The 2016–17 Kosovo Basketball SuperLeague was the 23rd season of the Kosovo Basketball Superleague. The season started on 8 October 2016 and ended on 24 May 2017. Sigal Prishtina won its thirteenth title.

==Teams==
KB Rahoveci has been promoted to the league after winning 2015–16 Kosovo Basketball First League.

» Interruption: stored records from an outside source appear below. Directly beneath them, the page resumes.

//! Boundary attribute mapping.
//!
//! The property names of the boundary layer are described in TOML. The
//! default mapping for the canton layer is embedded at compile time; a
//! different layer can be used by pointing at another TOML file.

use std::path::Path;

use biodiv_map_geography_models::BoundaryFields;

use crate::BoundaryError;

/// Embedded mapping for the canton boundary layer.
const DEFAULT_FIELDS_TOML: &str = include_str!("../fields/cantones.toml");

/// Returns the embedded canton field mapping.
///
/// # Panics
///
/// Panics if the embedded TOML fails to parse. It is a compile-time
/// constant, so a failure is a development error caught by the tests.
#[must_use]
pub fn default_fields() -> BoundaryFields {
    toml::de::from_str(DEFAULT_FIELDS_TOML)
        .unwrap_or_else(|e| panic!("Failed to parse embedded boundary fields: {e}"))
}

/// Reads a field mapping from a TOML file.
///
/// # Errors
///
/// Returns [`BoundaryError::Io`] if the file cannot be read or
/// [`BoundaryError::Fields`] if it is not a valid mapping.
pub fn load_fields(path: &Path) -> Result<BoundaryFields, BoundaryError> {
    let text = std::fs::read_to_string(path).map_err(|source| BoundaryError::Io {
        path: path.display().to_string(),
        source,
    })?;
    Ok(toml::de::from_str(&text)?)
}
//! Server error type and its HTTP mapping.

use actix_web::{HttpResponse, ResponseError, http::StatusCode};
use biodiv_map_occurrence::OccurrenceError;
use biodiv_map_server_models::ApiError;
use biodiv_map_spatial::BoundaryError;
use thiserror::Error;
use uuid::Uuid;

/// Errors surfaced by the server.
#[derive(Debug, Error)]
pub enum ServerError {
    /// The uploaded file could not be loaded or cleaned.
    #[error(transparent)]
    Occurrence(#[from] OccurrenceError),

    /// The boundary layer could not be loaded.
    #[error(transparent)]
    Boundary(#[from] BoundaryError),

    /// No dataset is stored under the session id (never uploaded, deleted,
    /// or evicted).
    #[error("Unknown session {0}")]
    SessionNotFound(Uuid),

    /// The dashboard request has no species selected.
    #[error("Missing 'species' query parameter")]
    MissingSpecies,

    /// The session store mutex was poisoned by a panicking request.
    #[error("Session store is unavailable")]
    SessionLock,
}

impl ResponseError for ServerError {
    fn status_code(&self) -> StatusCode {
        match self {
            Self::Occurrence(_) | Self::MissingSpecies => StatusCode::BAD_REQUEST,
            Self::SessionNotFound(_) => StatusCode::NOT_FOUND,
            Self::Boundary(_) | Self::SessionLock => StatusCode::INTERNAL_SERVER_ERROR,
        }
    }

    fn error_response(&self) -> HttpResponse {
        let status = self.status_code();
        if status.is_server_error() {
            log::error!("{self}");
        } else {
            log::debug!("Rejected request: {self}");
        }
        HttpResponse::build(status).json(ApiError {
            error: self.to_string(),
        })
    }
}

#[cfg(test)]
mod tests {
    use super::*;

    #[test]
    fn maps_errors_to_statuses() {
        assert_eq!(
            ServerError::Occurrence(OccurrenceError::EmptyFile).status_code(),
            StatusCode::BAD_REQUEST
        );
        assert_eq!(
            ServerError::MissingSpecies.status_code(),
            StatusCode::BAD_REQUEST
        );
        assert_eq!(
            ServerError::SessionNotFound(Uuid::nil()).status_code(),
            StatusCode::NOT_FOUND
        );
        assert_eq!(
            ServerError::SessionLock.status_code(),
            StatusCode::INTERNAL_SERVER_ERROR
        );
    }

    #[test]
    fn occurrence_errors_keep_their_message() {
        let err = ServerError::from(OccurrenceError::MissingColumns {
            missing: vec!["species".to_string()],
        });
        assert_eq!(err.to_string(), "Missing required columns: species");
    }
}
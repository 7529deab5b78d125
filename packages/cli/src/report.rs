//! Plain-text rendering of species lists and dashboards.

use std::fmt;
use std::path::Path;

use biodiv_map_analytics_models::Dashboard;
use biodiv_map_occurrence::{OccurrenceDataset, load_dataset};
use biodiv_map_occurrence_models::TimestampPolicy;
use biodiv_map_spatial::{BoundaryIndex, fields};

/// Reads and cleans an occurrence file from disk.
///
/// # Errors
///
/// Returns an error if the file cannot be read or fails to load.
pub fn load_file(
    path: &Path,
    policy: TimestampPolicy,
) -> Result<OccurrenceDataset, Box<dyn std::error::Error>> {
    let bytes = std::fs::read(path).map_err(|e| format!("{}: {e}", path.display()))?;
    let dataset = load_dataset(&bytes, policy)?;
    log::info!(
        "Loaded {} records ({} species) from {}",
        dataset.summary().records,
        dataset.species().len(),
        path.display()
    );
    Ok(dataset)
}

/// Loads the canton boundary layer, with an optional field mapping file.
///
/// # Errors
///
/// Returns an error if the mapping or the boundary file is invalid.
pub fn load_boundaries(
    path: &Path,
    fields_path: Option<&Path>,
) -> Result<BoundaryIndex, Box<dyn std::error::Error>> {
    let mapping = match fields_path {
        Some(p) => fields::load_fields(p)?,
        None => fields::default_fields(),
    };
    Ok(BoundaryIndex::from_path(path, &mapping)?)
}

/// One species per line.
pub struct SpeciesList<'a>(pub &'a OccurrenceDataset);

impl fmt::Display for SpeciesList<'_> {
    fn fmt(&self, f: &mut fmt::Formatter<'_>) -> fmt::Result {
        for name in self.0.species() {
            writeln!(f, "{name}")?;
        }
        Ok(())
    }
}

/// Totals followed by the province, canton and time-series tables.
pub struct DashboardReport<'a>(pub &'a Dashboard);

impl fmt::Display for DashboardReport<'_> {
    fn fmt(&self, f: &mut fmt::Formatter<'_>) -> fmt::Result {
        let dashboard = self.0;
        let totals = &dashboard.totals;

        writeln!(f, "Species: {}", dashboard.species)?;
        writeln!(f, "Records: {}", totals.records)?;
        writeln!(f, "With coordinates: {}", totals.with_coordinates)?;
        writeln!(f, "Inside cantons: {}", totals.inside_units)?;

        writeln!(f)?;
        writeln!(f, "{:<32} {:>8}", "Reported province", "Count")?;
        for row in &dashboard.by_reported_province {
            writeln!(f, "{:<32} {:>8}", row.label, row.count)?;
        }

        writeln!(f)?;
        writeln!(f, "{:<32} {:>8}", "Province (by canton)", "Count")?;
        for row in &dashboard.by_province {
            writeln!(f, "{:<32} {:>8}", row.province, row.count)?;
        }

        writeln!(f)?;
        writeln!(f, "{:<6} {:<32} {:<24} {:>8}", "Code", "Canton", "Province", "Count")?;
        for row in &dashboard.by_canton {
            writeln!(
                f,
                "{:<6} {:<32} {:<24} {:>8}",
                row.code, row.canton, row.province, row.count
            )?;
        }

        if !dashboard.by_period.is_empty() {
            writeln!(f)?;
            writeln!(f, "Records per {}", dashboard.granularity)?;
            for point in &dashboard.by_period {
                writeln!(f, "{:<8} {:>8}", point.period, point.count)?;
            }
        }

        Ok(())
    }
}

#[cfg(test)]
mod tests {
    use biodiv_map_analytics::build_dashboard;
    use biodiv_map_analytics_models::TimeGranularity;

    use super::*;

    const FILE: &str = "gbifID\tspecies\teventDate\tdecimalLatitude\tdecimalLongitude\tstateProvince\tlocality\n\
        1\tPanthera onca\t2019-05-12\t0.5\t0.5\tGuanacaste\tSanta Rosa\n\
        2\tPanthera onca\t2020-01-15\t0.5\t1.5\tGuanacaste\tBelen\n\
        3\tAra macao\t2021-03-03\t0.5\t0.5\tGuanacaste\tNicoya\n";

    fn boundaries() -> BoundaryIndex {
        let features: Vec<serde_json::Value> = [(101, "Liberia", 0.0), (102, "Carrillo", 1.0)]
            .into_iter()
            .map(|(code, canton, x)| {
                serde_json::json!({
                    "type": "Feature",
                    "properties": { "cod_canton": code, "canton": canton, "provincia": "Guanacaste" },
                    "geometry": {
                        "type": "Polygon",
                        "coordinates": [[[x, 0.0], [x + 1.0, 0.0], [x + 1.0, 1.0], [x, 1.0], [x, 0.0]]]
                    }
                })
            })
            .collect();
        let text = serde_json::json!({ "type": "FeatureCollection", "features": features });
        BoundaryIndex::from_geojson_str(&text.to_string(), &fields::default_fields()).unwrap()
    }

    #[test]
    fn species_are_listed_in_order() {
        let dataset = load_dataset(FILE.as_bytes(), TimestampPolicy::FailFast).unwrap();
        assert_eq!(
            SpeciesList(&dataset).to_string(),
            "Ara macao\nPanthera onca\n"
        );
    }

    #[test]
    fn report_lists_every_canton() {
        let dataset = load_dataset(FILE.as_bytes(), TimestampPolicy::FailFast).unwrap();
        let dashboard = build_dashboard(
            &dataset,
            "Panthera onca",
            TimeGranularity::Yearly,
            &boundaries(),
        );
        let text = DashboardReport(&dashboard).to_string();

        assert!(text.starts_with("Species: Panthera onca\nRecords: 2\n"));
        assert!(text.contains("Inside cantons: 2"));
        assert!(text.contains("Liberia"));
        assert!(text.contains("Carrillo"));
        assert!(text.contains("Records per year\n2019"));
    }

    #[test]
    fn reported_provinces_include_records_outside_cantons() {
        let file = format!("{FILE}4\tPanthera onca\t2020-01-20\t\t\tGuanacaste\tNicoya\n");
        let dataset = load_dataset(file.as_bytes(), TimestampPolicy::FailFast).unwrap();
        let dashboard = build_dashboard(
            &dataset,
            "Panthera onca",
            TimeGranularity::Monthly,
            &boundaries(),
        );
        let text = DashboardReport(&dashboard).to_string();

        assert!(text.contains("Inside cantons: 2"));
        let reported = text.split("Province (by canton)").next().unwrap();
        assert!(reported.contains(&format!("{:<32} {:>8}", "Guanacaste", 3)));
        assert!(text.contains("Records per month\n2019-05"));
        assert!(text.contains(&format!("{:<8} {:>8}", "2020-01", 2)));
    }
}
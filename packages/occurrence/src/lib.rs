#![cfg_attr(feature = "fail-on-warnings", deny(warnings))]
#![warn(clippy::all, clippy::pedantic, clippy::nursery, clippy::cargo)]
#![allow(clippy::multiple_crate_versions, clippy::cargo_common_metadata)]

//! Darwin Core occurrence file loading and cleaning.
//!
//! Turns the bytes of an uploaded tab-delimited occurrence export into an
//! [`OccurrenceDataset`]: the [`loader`] decodes and parses the file, the
//! [`clean`] stage drops records without a species and parses event dates,
//! and the dataset then answers species list and species filter queries.

pub mod clean;
pub mod dates;
pub mod loader;

pub use clean::{OccurrenceDataset, clean};
pub use loader::{RawOccurrence, load_occurrences};

use biodiv_map_occurrence_models::TimestampPolicy;
use thiserror::Error;

/// Errors that can occur while loading an occurrence file.
#[derive(Debug, Error)]
pub enum OccurrenceError {
    /// The file has no header row.
    #[error("Occurrence file is empty")]
    EmptyFile,

    /// The header lacks one or more required Darwin Core columns.
    #[error("Missing required columns: {}", missing.join(", "))]
    MissingColumns {
        /// Names of the missing columns.
        missing: Vec<String>,
    },

    /// An `eventDate` value matched no supported format.
    #[error("Unrecognized eventDate '{value}' for record {id} (line {line})")]
    InvalidEventDate {
        /// Identifier of the offending record.
        id: String,
        /// Line number in the file (1-based, header is line 1).
        line: u64,
        /// The raw value.
        value: String,
    },

    /// Tab-delimited parsing failed.
    #[error("CSV error: {0}")]
    Csv(#[from] csv::Error),
}

/// Loads and cleans an occurrence file in one step.
///
/// # Errors
///
/// Returns [`OccurrenceError`] if the file cannot be parsed, lacks required
/// columns, or (under [`TimestampPolicy::FailFast`]) contains an
/// unrecognized event date.
pub fn load_dataset(
    bytes: &[u8],
    policy: TimestampPolicy,
) -> Result<OccurrenceDataset, OccurrenceError> {
    let raw = load_occurrences(bytes)?;
    clean(raw, policy)
}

KB Kastrioti who finished in last place during the 2015-2016 season, relegated from the Super League

==Venues and locations==

|  | Teams that play in the Balkan International Basketball League |

| Team | City | Venue | Capacity |
|---|---|---|---|
| Bashkimi Prizren | Prizren | Palestra Sportive Sezair Surroi | 3,200 |
| Kerasan | Pristina | Pallati i Rinisë dhe Sporteve | 2,500 |
| Peja ● | Peja | Karagaq Sports Hall | 3,500 |
| Rahoveci ◆ | Rahovec | Salla e Sporteve Rahovec | 1,500 |
| Sigal Prishtina ● | Pristina | Pallati i Rinisë dhe Sporteve | 2,500 |
| Trepça | Mitrovica | Salla e sporteve Minatori | 4,100 |
| Vëllaznimi | Gjakova | Shani Nushi Sports Hall | 2,500 |
| Ylli | Suva Reka | Salla e sporteve "13 Qërshori" | 1,800 |

- Notes

 Promoted from the 2015–16 Kosovo Basketball First League.
 Teams that play in the 2016–17 FIBA Europe Cup

==Regular season==

| Pos | Team | Pld | W | L | PF | PA | PD | Pts | Qualification or relegation |
| 1 | Sigal Prishtina | 26 | 23 | 3 | 2497 | 1895 | +602 | 49 | Qualification to playoffs |
| 2 | Bashkimi Prizren | 26 | 21 | 5 | 2333 | 1851 | +482 | 47 |
| 3 | Peja | 26 | 20 | 6 | 2331 | 1772 | +559 | 46 |
| 4 | Trepça | 26 | 17 | 9 | 2167 | 1839 | +328 | 43 |
| 5 | Golden Eagle Ylli | 26 | 10 | 16 | 2127 | 2310 | −183 | 36 |  |
| 6 | Rahoveci | 26 | 9 | 17 | 1942 | 2188 | −246 | 35 |
| 7 | Kerasan | 26 | 2 | 24 | 1748 | 2527 | −779 | 28 | Qualification for relegation playoffs |
| 8 | Vëllaznimi | 26 | 2 | 24 | 1903 | 2553 | −650 | 28 | Relegation to Liga e Parë |

==Playoffs==
The semi-finals and finals were played in a best-of-five playoff format. The higher seeded teams played game one, three and five (if necessary) at home.

==Play-out==
Kerasan Prishtina defeated Drita in the relegation playoffs.